■ Problem statement
Go through the records and count every line that holds "Mutex". Only the number belongs in the reply.

Raw data below:

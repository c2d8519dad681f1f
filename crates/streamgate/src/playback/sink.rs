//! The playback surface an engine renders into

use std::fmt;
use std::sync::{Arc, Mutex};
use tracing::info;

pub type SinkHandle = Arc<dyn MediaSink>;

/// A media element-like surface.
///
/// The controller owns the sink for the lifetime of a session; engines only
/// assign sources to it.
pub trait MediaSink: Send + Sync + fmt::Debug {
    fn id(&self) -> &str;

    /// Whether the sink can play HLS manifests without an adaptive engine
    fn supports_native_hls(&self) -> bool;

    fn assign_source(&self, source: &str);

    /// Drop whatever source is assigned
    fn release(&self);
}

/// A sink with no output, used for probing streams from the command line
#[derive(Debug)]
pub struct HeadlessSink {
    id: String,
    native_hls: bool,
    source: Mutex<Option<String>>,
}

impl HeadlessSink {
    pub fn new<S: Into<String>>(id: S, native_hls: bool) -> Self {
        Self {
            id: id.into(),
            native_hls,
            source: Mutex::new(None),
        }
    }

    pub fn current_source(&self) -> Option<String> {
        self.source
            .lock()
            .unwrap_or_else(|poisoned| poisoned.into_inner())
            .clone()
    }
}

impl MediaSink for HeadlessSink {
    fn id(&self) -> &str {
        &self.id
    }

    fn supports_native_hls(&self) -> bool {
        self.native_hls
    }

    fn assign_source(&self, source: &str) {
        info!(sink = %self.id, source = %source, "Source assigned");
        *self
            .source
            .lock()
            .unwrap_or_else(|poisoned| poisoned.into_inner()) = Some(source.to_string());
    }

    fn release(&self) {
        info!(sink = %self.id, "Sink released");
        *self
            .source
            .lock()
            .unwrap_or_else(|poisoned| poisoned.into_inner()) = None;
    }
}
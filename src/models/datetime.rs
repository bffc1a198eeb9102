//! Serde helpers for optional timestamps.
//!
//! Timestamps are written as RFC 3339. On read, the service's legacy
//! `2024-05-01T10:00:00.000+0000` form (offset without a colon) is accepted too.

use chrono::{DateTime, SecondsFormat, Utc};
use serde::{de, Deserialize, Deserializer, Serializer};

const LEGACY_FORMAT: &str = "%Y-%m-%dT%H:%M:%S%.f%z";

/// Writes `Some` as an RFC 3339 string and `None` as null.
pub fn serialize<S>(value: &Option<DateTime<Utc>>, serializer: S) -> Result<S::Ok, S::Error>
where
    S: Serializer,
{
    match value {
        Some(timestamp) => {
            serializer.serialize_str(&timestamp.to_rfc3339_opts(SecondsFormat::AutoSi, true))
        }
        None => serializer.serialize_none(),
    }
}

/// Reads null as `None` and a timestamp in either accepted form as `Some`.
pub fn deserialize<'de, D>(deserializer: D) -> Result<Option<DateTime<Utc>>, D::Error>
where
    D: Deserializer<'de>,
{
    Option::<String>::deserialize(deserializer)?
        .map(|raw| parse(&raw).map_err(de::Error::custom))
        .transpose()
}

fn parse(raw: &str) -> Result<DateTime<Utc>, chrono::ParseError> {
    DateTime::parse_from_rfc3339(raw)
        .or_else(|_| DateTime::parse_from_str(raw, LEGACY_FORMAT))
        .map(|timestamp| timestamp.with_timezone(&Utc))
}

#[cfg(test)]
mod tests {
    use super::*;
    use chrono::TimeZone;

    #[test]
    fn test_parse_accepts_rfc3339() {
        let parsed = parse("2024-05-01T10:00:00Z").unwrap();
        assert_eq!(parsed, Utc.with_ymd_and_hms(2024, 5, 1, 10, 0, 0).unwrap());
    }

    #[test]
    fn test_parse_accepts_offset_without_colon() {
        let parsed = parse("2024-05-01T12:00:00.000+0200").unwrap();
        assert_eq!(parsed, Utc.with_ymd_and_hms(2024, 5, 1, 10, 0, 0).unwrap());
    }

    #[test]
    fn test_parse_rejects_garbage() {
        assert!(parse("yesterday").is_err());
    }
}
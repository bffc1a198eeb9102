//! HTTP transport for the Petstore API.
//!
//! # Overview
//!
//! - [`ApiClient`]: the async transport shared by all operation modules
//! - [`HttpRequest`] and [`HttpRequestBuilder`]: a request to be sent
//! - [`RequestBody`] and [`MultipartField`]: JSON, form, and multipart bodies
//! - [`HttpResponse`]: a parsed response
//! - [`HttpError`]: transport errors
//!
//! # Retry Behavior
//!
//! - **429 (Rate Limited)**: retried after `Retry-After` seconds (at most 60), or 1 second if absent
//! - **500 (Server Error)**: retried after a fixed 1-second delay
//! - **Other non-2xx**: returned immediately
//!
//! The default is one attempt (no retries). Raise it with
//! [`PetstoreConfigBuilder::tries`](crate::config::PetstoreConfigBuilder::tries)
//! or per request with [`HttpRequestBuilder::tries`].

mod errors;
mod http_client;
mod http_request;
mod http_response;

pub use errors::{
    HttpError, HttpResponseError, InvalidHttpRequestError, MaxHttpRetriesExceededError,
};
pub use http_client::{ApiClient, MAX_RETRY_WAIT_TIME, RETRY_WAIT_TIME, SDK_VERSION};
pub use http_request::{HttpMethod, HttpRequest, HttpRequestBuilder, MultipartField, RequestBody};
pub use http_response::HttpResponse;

End of Raw data.

■ Written answer
3